The Death of Distribution Channel Advantage
So I read with interest today this distribution-related tidbit from NTS MediaOnline:
Cumulus Media-owned Westwood One has announced an agreement with NextRadio that will enable all U.S. radio stations to use advertising inventory to fund the industry’s payments to Sprint. Over the past year, broadcasters have been asked to commit dollars and/or inventory to fund the Sprint NextRadio Initiative, which plans to sell at least 30 million FM receiver-enabled smartphones in the next three years. Broadcasters can now meet their commitment by providing two minutes per station per day (Mon-Sun/ 6am-midnight) that Westwood One will sell on NextRadio’s behalf to pay the proceeds to Sprint.
In other words, you now have a new way to use your precious airtime (or not-so-precious, as the case may be) to act as an enabler to NextRadio’s Hail Mary pass aimed at getting FM on mobile phones without having to go through the senseless and cumbersome effort of convincing consumers to actually demand it first.
One would think a useful alternative would be to use that precious airtime to fund improved content which has historically shown to actually drive demand for radio through demand for what’s on it.
But evidently one would be wrong.
I suspect that Trey Parker and Matt Stone would shake their heads at this lapse in good sense.
Trey and Matt are, of course, the creators of South Park, and they just announced a three-year deal with Hulu for exclusive streaming of the huge catalog of South Park episodes in a deal worth more than $80 million.
This reflects an important trend, writes David Carr in the New York Times:
First and foremost, high-quality content is only going to become more expensive as additional platforms open up.
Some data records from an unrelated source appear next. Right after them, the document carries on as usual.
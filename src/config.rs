#![forbid(unsafe_code)]

use anyhow::{Context, Result, anyhow, ensure};
use chrono::Utc;
use serde::Deserialize;
use std::{
    collections::HashMap,
    env, fs,
    path::{Path, PathBuf},
};

use crate::checkpoint::CheckpointSettings;
use crate::filter::FilterSettings;
use crate::paging::PagingSettings;
use crate::retry::RetryPolicy;
use crate::youtube::{Credentials, DEFAULT_API_BASE, HttpSettings};

pub const DEFAULT_ENV_PATH: &str = ".env";
pub const DEFAULT_TUNING_PATH: &str = "scraper.toml";
pub const DEFAULT_DATA_ROOT: &str = "data";

/// Contents of the tuning file. Every table and key is optional.
#[derive(Debug, Clone, Default, PartialEq, Deserialize)]
#[serde(default, deny_unknown_fields)]
pub struct Tuning {
    pub retry: RetryPolicy,
    pub paging: PagingSettings,
    pub filter: FilterSettings,
    pub http: HttpSettings,
    pub checkpoint: CheckpointSettings,
}

/// Reads the tuning file. An explicit path must exist; the default one may
/// be absent, in which case built-in values apply.
pub fn load_tuning(explicit: Option<&Path>) -> Result<Tuning> {
    let path = explicit.unwrap_or_else(|| Path::new(DEFAULT_TUNING_PATH));
    if explicit.is_none() && !path.exists() {
        return Ok(Tuning::default());
    }
    let raw = fs::read_to_string(path).with_context(|| format!("Reading {}", path.display()))?;
    let tuning: Tuning =
        toml::from_str(&raw).with_context(|| format!("Parsing {}", path.display()))?;
    check_tuning(&tuning).with_context(|| format!("Checking {}", path.display()))?;
    Ok(tuning)
}

fn check_tuning(tuning: &Tuning) -> Result<()> {
    let days = tuning.filter.min_age_days;
    ensure!(days >= 0, "[filter] min_age_days must not be negative, got {days}");
    ensure!(
        tuning.filter.cutoff(Utc::now()).is_some(),
        "[filter] min_age_days = {days} is out of range"
    );
    Ok(())
}

#[derive(Debug, Clone)]
pub struct RuntimeConfig {
    pub data_root: PathBuf,
    pub api_base: String,
    pub credentials: Credentials,
    pub tuning: Tuning,
}

#[derive(Debug, Clone, Default)]
pub struct RuntimeOverrides {
    pub data_root: Option<PathBuf>,
    pub env_path: Option<PathBuf>,
    pub config_path: Option<PathBuf>,
}

pub fn resolve_runtime_config(overrides: RuntimeOverrides) -> Result<RuntimeConfig> {
    let env_path = overrides
        .env_path
        .as_deref()
        .unwrap_or_else(|| Path::new(DEFAULT_ENV_PATH));
    let file_vars = read_env_file(env_path)?;
    let tuning = load_tuning(overrides.config_path.as_deref())?;
    build_runtime_config_with_overrides(&file_vars, env_var_string, overrides, tuning)
}

#[cfg(test)]
fn build_runtime_config(
    file_vars: &HashMap<String, String>,
    env_lookup: impl Fn(&str) -> Option<String>,
) -> Result<RuntimeConfig> {
    build_runtime_config_with_overrides(
        file_vars,
        env_lookup,
        RuntimeOverrides::default(),
        Tuning::default(),
    )
}

fn build_runtime_config_with_overrides(
    file_vars: &HashMap<String, String>,
    env_lookup: impl Fn(&str) -> Option<String>,
    overrides: RuntimeOverrides,
    tuning: Tuning,
) -> Result<RuntimeConfig> {
    let data_root = overrides
        .data_root
        .or_else(|| lookup_value("DATA_ROOT", file_vars, &env_lookup).map(PathBuf::from))
        .unwrap_or_else(|| PathBuf::from(DEFAULT_DATA_ROOT));
    let api_base = lookup_value("YOUTUBE_API_BASE", file_vars, &env_lookup)
        .unwrap_or_else(|| DEFAULT_API_BASE.to_string());
    let credentials = lookup_value("YOUTUBE_API_KEY", file_vars, &env_lookup)
        .map(Credentials::ApiKey)
        .or_else(|| {
            lookup_value("YOUTUBE_ACCESS_TOKEN", file_vars, &env_lookup)
                .map(Credentials::AccessToken)
        })
        .ok_or_else(|| anyhow!("YOUTUBE_API_KEY or YOUTUBE_ACCESS_TOKEN must be set"))?;
    Ok(RuntimeConfig {
        data_root,
        api_base,
        credentials,
        tuning,
    })
}

fn env_var_string(key: &str) -> Option<String> {
    env::var(key).ok().and_then(|value| {
        let trimmed = value.trim();
        if trimmed.is_empty() {
            None
        } else {
            Some(trimmed.to_string())
        }
    })
}

fn lookup_value(
    key: &str,
    file_vars: &HashMap<String, String>,
    env_lookup: &impl Fn(&str) -> Option<String>,
) -> Option<String> {
    env_lookup(key)
        .or_else(|| file_vars.get(key).cloned())
        .filter(|value| !value.trim().is_empty())
}

pub fn read_env_file(path: &Path) -> Result<HashMap<String, String>> {
    let mut vars = HashMap::new();
    if !path.exists() {
        return Ok(vars);
    }
    let content =
        fs::read_to_string(path).with_context(|| format!("Reading {}", path.display()))?;
    for line in content.lines() {
        let trimmed = line.trim();
        if trimmed.is_empty() || trimmed.starts_with('#') {
            continue;
        }
        let line = trimmed.strip_prefix("export ").unwrap_or(trimmed);
        let Some((key, value_raw)) = line.split_once('=') else {
            continue;
        };
        let key = key.trim();
        if key.is_empty() {
            continue;
        }
        let value = value_raw.trim();
        let value = value
            .strip_prefix('"')
            .and_then(|value| value.strip_suffix('"'))
            .or_else(|| {
                value
                    .strip_prefix('\'')
                    .and_then(|value| value.strip_suffix('\''))
            })
            .unwrap_or(value);
        vars.insert(key.to_string(), value.to_string());
    }
    Ok(vars)
}
#![forbid(unsafe_code)]

use tracing_subscriber::{EnvFilter, fmt, layer::SubscriberExt, util::SubscriberInitExt};

/// Installs the global subscriber. `RUST_LOG` wins over `verbose`. Logs go to
/// stderr so stdout stays free for prompts and the final summary.
pub fn init(verbose: bool) {
    let default = if verbose { "debug" } else { "info" };
    tracing_subscriber::registry()
        .with(EnvFilter::try_from_default_env().unwrap_or_else(|_| EnvFilter::new(default)))
        .with(fmt::layer().with_target(false).with_writer(std::io::stderr))
        .init();
}
#![forbid(unsafe_code)]

//! Resumable YouTube comment scraping: cursor walks with bounded retry,
//! per-video aggregation of comment threads and replies, and per-channel
//! checkpoints persisted as JSON blobs.

pub mod aggregate;
pub mod api;
pub mod checkpoint;
pub mod collection;
pub mod config;
pub mod error;
pub mod filter;
pub mod logging;
pub mod paging;
pub mod prompt;
pub mod retry;
pub mod run;
pub mod source;
pub mod store;
pub mod youtube;

#[cfg(test)]
mod testing;
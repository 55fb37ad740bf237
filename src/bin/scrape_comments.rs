#![forbid(unsafe_code)]

//! Scrapes YouTube comments for a channel, a playlist or a list of videos
//! into JSON collections under the data root. Channel scrapes keep a
//! checkpoint so an interrupted run continues where it stopped.

use std::io::IsTerminal;
use std::path::PathBuf;

use anyhow::{Context, Result, bail};
use clap::{Args, Parser, Subcommand};
use tokio::signal;
use ytcomments_tools::{
    config::{RuntimeConfig, RuntimeOverrides, resolve_runtime_config},
    error::StateDriftError,
    logging,
    prompt::{PresetPrompter, ask_seed_video},
    run::{CancelToken, ChannelSeed, RunReport, Session, StopReason},
    store::JsonFileStore,
    youtube::YoutubeClient,
};

#[derive(Debug, Parser)]
#[command(name = "scrape_comments", about = "Resumable YouTube comment scraper")]
struct Cli {
    /// Directory holding collections and channel state (default: $DATA_ROOT or ./data).
    #[arg(long, global = true)]
    data_root: Option<PathBuf>,
    #[arg(long, global = true)]
    env_file: Option<PathBuf>,
    /// Tuning file (default: ./scraper.toml when present).
    #[arg(long, global = true)]
    config: Option<PathBuf>,
    #[arg(short, long, global = true)]
    verbose: bool,
    #[command(subcommand)]
    command: Command,
}

#[derive(Debug, Subcommand)]
enum Command {
    /// Scrape every upload of a channel, newest first, resuming from the last checkpoint.
    Channel(ChannelArgs),
    /// Scrape the given videos into one collection.
    Videos {
        #[arg(long)]
        save_name: String,
        #[arg(required = true)]
        video_ids: Vec<String>,
    },
    /// Scrape the videos of one playlist.
    Playlist {
        playlist_id: String,
        #[arg(long)]
        save_name: String,
        #[arg(long)]
        cap: Option<usize>,
    },
    /// Scrape the videos of every playlist a channel owns.
    ChannelPlaylists {
        channel_id: String,
        #[arg(long)]
        save_name: String,
        #[arg(long)]
        cap: Option<usize>,
    },
    /// Print the ids of the videos stored in a collection.
    ListIds { save_name: String },
}

#[derive(Debug, Args)]
struct ChannelArgs {
    /// Any video uploaded by the channel. Asked for when omitted.
    #[arg(conflicts_with = "channel_id")]
    video_id: Option<String>,
    #[arg(long)]
    channel_id: Option<String>,
    /// Category the collection is filed under when the channel is new.
    #[arg(long)]
    category: Option<String>,
    /// Collection name for a new channel, saved as <category>/<name>_comments.
    #[arg(long)]
    name: Option<String>,
    /// Scrape a fully scraped channel again without asking.
    #[arg(long)]
    rescrape: bool,
    /// Drop the saved position and start from the newest upload.
    #[arg(long)]
    restart: bool,
}

enum Outcome {
    Report(RunReport),
    Ids(Vec<String>),
}

fn execute(command: Command, runtime: RuntimeConfig, cancel: CancelToken) -> Result<Outcome> {
    let client = YoutubeClient::new(
        &runtime.api_base,
        runtime.credentials.clone(),
        &runtime.tuning.http,
    );
    let store = JsonFileStore::new(&runtime.data_root);
    let session = Session::new(client, store, runtime.tuning, cancel);
    let interactive = std::io::stdin().is_terminal();

    let report = match command {
        Command::Channel(args) => {
            let seed = match (args.video_id, args.channel_id) {
                (Some(video_id), _) => ChannelSeed::Video(video_id),
                (None, Some(channel_id)) => ChannelSeed::Channel(channel_id),
                (None, None) if interactive => ChannelSeed::Video(ask_seed_video()?),
                (None, None) => bail!("pass a video id or --channel-id"),
            };
            let prompter = PresetPrompter {
                category: args.category,
                name: args.name,
                rescrape: args.rescrape.then_some(true),
                interactive,
            };
            session.scrape_channel(&seed, &prompter, args.restart)?
        }
        Command::Videos {
            save_name,
            video_ids,
        } => session.scrape_videos(&video_ids, &save_name)?,
        Command::Playlist {
            playlist_id,
            save_name,
            cap,
        } => session.scrape_playlist(&playlist_id, &save_name, cap)?,
        Command::ChannelPlaylists {
            channel_id,
            save_name,
            cap,
        } => session.scrape_channel_playlists(&channel_id, &save_name, cap)?,
        Command::ListIds { save_name } => {
            return Ok(Outcome::Ids(session.collected_video_ids(&save_name)?));
        }
    };
    Ok(Outcome::Report(report))
}

/// Ctrl+C asks the item loop to stop after the current video and save.
/// Further presses only repeat the notice.
fn watch_for_interrupt(cancel: CancelToken) {
    tokio::spawn(async move {
        loop {
            if let Err(err) = signal::ctrl_c().await {
                eprintln!("Failed to install Ctrl+C handler: {err}");
                return;
            }
            eprintln!("\nInterrupted: finishing the current video, then saving.");
            cancel.cancel();
        }
    });
}

fn print_report(report: &RunReport) {
    println!();
    println!("===================================");
    match report.stop {
        StopReason::Completed | StopReason::NothingToDo => println!("Scrape complete"),
        StopReason::AlreadyComplete => println!("Nothing scraped"),
        StopReason::Cancelled | StopReason::Halted(_) => println!("Scrape stopped early"),
    }
    println!("===================================");
    println!("{report}");
    println!();
}

#[tokio::main]
async fn main() -> Result<()> {
    let cli = Cli::parse();
    logging::init(cli.verbose);

    let runtime = resolve_runtime_config(RuntimeOverrides {
        data_root: cli.data_root.clone(),
        env_path: cli.env_file.clone(),
        config_path: cli.config.clone(),
    })?;

    println!("===================================");
    println!("YouTube Comment Scraper");
    println!("===================================");
    println!("Data root: {}", runtime.data_root.display());
    println!();

    let cancel = CancelToken::default();
    watch_for_interrupt(cancel.clone());

    let command = cli.command;
    let outcome = tokio::task::spawn_blocking(move || execute(command, runtime, cancel))
        .await
        .context("scrape task failed")?;
    let outcome = match outcome {
        Err(err) if err.downcast_ref::<StateDriftError>().is_some() => {
            eprintln!(
                "The saved position no longer matches the channel's uploads. \
                 Rerun with --restart to scrape from the newest upload; collected videos are skipped."
            );
            return Err(err);
        }
        other => other?,
    };

    match outcome {
        Outcome::Report(report) => print_report(&report),
        Outcome::Ids(ids) => {
            for id in &ids {
                println!("{id}");
            }
            eprintln!("{} video ids", ids.len());
        }
    }
    Ok(())
}

#[cfg(test)]
mod tests {
    use super::*;
    use clap::CommandFactory;

    #[test]
    fn cli_definition_is_consistent() {
        Cli::command().debug_assert();
    }

    #[test]
    fn channel_flags_parse() {
        let cli = Cli::try_parse_from([
            "scrape_comments",
            "--data-root",
            "/srv/data",
            "channel",
            "pFPd_Dhs51s",
            "--category",
            "lb",
            "--name",
            "example",
            "--restart",
        ])
        .unwrap();
        assert_eq!(cli.data_root, Some(PathBuf::from("/srv/data")));
        let Command::Channel(args) = cli.command else {
            panic!("expected channel command");
        };
        assert_eq!(args.video_id.as_deref(), Some("pFPd_Dhs51s"));
        assert_eq!(args.category.as_deref(), Some("lb"));
        assert!(args.restart);
        assert!(!args.rescrape);
    }

    #[test]
    fn video_and_channel_seed_conflict() {
        let result = Cli::try_parse_from([
            "scrape_comments",
            "channel",
            "vid",
            "--channel-id",
            "UC1",
        ]);
        assert!(result.is_err());
    }

    #[test]
    fn videos_command_needs_ids() {
        assert!(Cli::try_parse_from(["scrape_comments", "videos", "--save-name", "x/y"]).is_err());
        let cli =
            Cli::try_parse_from(["scrape_comments", "videos", "--save-name", "x/y", "a", "b"])
                .unwrap();
        let Command::Videos { video_ids, .. } = cli.command else {
            panic!("expected videos command");
        };
        assert_eq!(video_ids, vec!["a", "b"]);
    }
}
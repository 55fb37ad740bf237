#![forbid(unsafe_code)]

//! Named JSON blobs under the data root.
//!
//! Every save goes through a temporary file in the destination directory that
//! is renamed over the old blob, so an interrupted write leaves the previous
//! version intact.

use std::fs;
use std::io::{self, Write};
use std::path::{Component, Path, PathBuf};

use serde::Serialize;
use serde::de::DeserializeOwned;
use tempfile::NamedTempFile;
use tracing::{debug, info};

use crate::error::StoreError;

/// Load/save surface for named blobs. A missing blob loads as `None`.
pub trait BlobStore {
    fn load<T: DeserializeOwned>(&self, name: &str) -> Result<Option<T>, StoreError>;
    fn save<T: Serialize>(&self, name: &str, value: &T) -> Result<(), StoreError>;
}

impl<S: BlobStore + ?Sized> BlobStore for &S {
    fn load<T: DeserializeOwned>(&self, name: &str) -> Result<Option<T>, StoreError> {
        (**self).load(name)
    }

    fn save<T: Serialize>(&self, name: &str, value: &T) -> Result<(), StoreError> {
        (**self).save(name, value)
    }
}

#[derive(Debug, Clone)]
pub struct JsonFileStore {
    root: PathBuf,
}

impl JsonFileStore {
    pub fn new(root: impl Into<PathBuf>) -> Self {
        Self { root: root.into() }
    }

    /// `<root>/<name>.json`. Names are relative, `/`-separated, and may not
    /// climb out of the root.
    pub fn path_for(&self, name: &str) -> Result<PathBuf, StoreError> {
        let invalid = || StoreError::InvalidName(name.to_owned());
        if name.is_empty() || name.split('/').any(|segment| segment.trim().is_empty()) {
            return Err(invalid());
        }
        let relative = Path::new(name);
        if !relative
            .components()
            .all(|component| matches!(component, Component::Normal(_)))
        {
            return Err(invalid());
        }
        Ok(self.root.join(format!("{name}.json")))
    }
}

impl BlobStore for JsonFileStore {
    fn load<T: DeserializeOwned>(&self, name: &str) -> Result<Option<T>, StoreError> {
        let path = self.path_for(name)?;
        let raw = match fs::read(&path) {
            Ok(raw) => raw,
            Err(err) if err.kind() == io::ErrorKind::NotFound => return Ok(None),
            Err(source) => return Err(StoreError::Read { path, source }),
        };
        serde_json::from_slice(&raw)
            .map(Some)
            .map_err(|source| StoreError::Parse { path, source })
    }

    fn save<T: Serialize>(&self, name: &str, value: &T) -> Result<(), StoreError> {
        let path = self.path_for(name)?;
        let payload = serde_json::to_vec_pretty(value).map_err(|source| StoreError::Serialize {
            name: name.to_owned(),
            source,
        })?;
        let dir = path.parent().unwrap_or(self.root.as_path());

        let written = match write_atomic(dir, &path, &payload) {
            Err(err) if err.kind() == io::ErrorKind::NotFound => {
                info!(dir = %dir.display(), "creating missing data directory");
                fs::create_dir_all(dir).map_err(|source| StoreError::Write {
                    path: dir.to_path_buf(),
                    source,
                })?;
                write_atomic(dir, &path, &payload)
            }
            other => other,
        };
        written.map_err(|source| StoreError::Write {
            path: path.clone(),
            source,
        })?;
        debug!(path = %path.display(), bytes = payload.len(), "blob saved");
        Ok(())
    }
}

fn write_atomic(dir: &Path, path: &Path, payload: &[u8]) -> io::Result<()> {
    let mut tmp = NamedTempFile::new_in(dir)?;
    tmp.write_all(payload)?;
    tmp.as_file().sync_all()?;
    tmp.persist(path).map_err(|err| err.error)?;
    Ok(())
}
Content, we were told, wanted to be free. Turns out, it wants to be paid at every turn. Distribution, which used to dictate everything, has become commoditized, and it is content that is now precious.
Let me repeat that for emphasis: “Distribution, which used to dictate everything, has become commoditized, and it is content that is now precious.”
This was a theme of my opening presentation at hivio, and now here it is again, emphasized more than 80 million ways.
While I realize that radio’s historical business model is rooted in the power of what used to be exclusive audio distribution, the smart broadcasters and the smart content-makers they collaborate with had better wake up to the new reality:
Distribution, while critical for the success of content, is increasingly not where future value is. The value is in what’s distributed. The value is in high-quality content.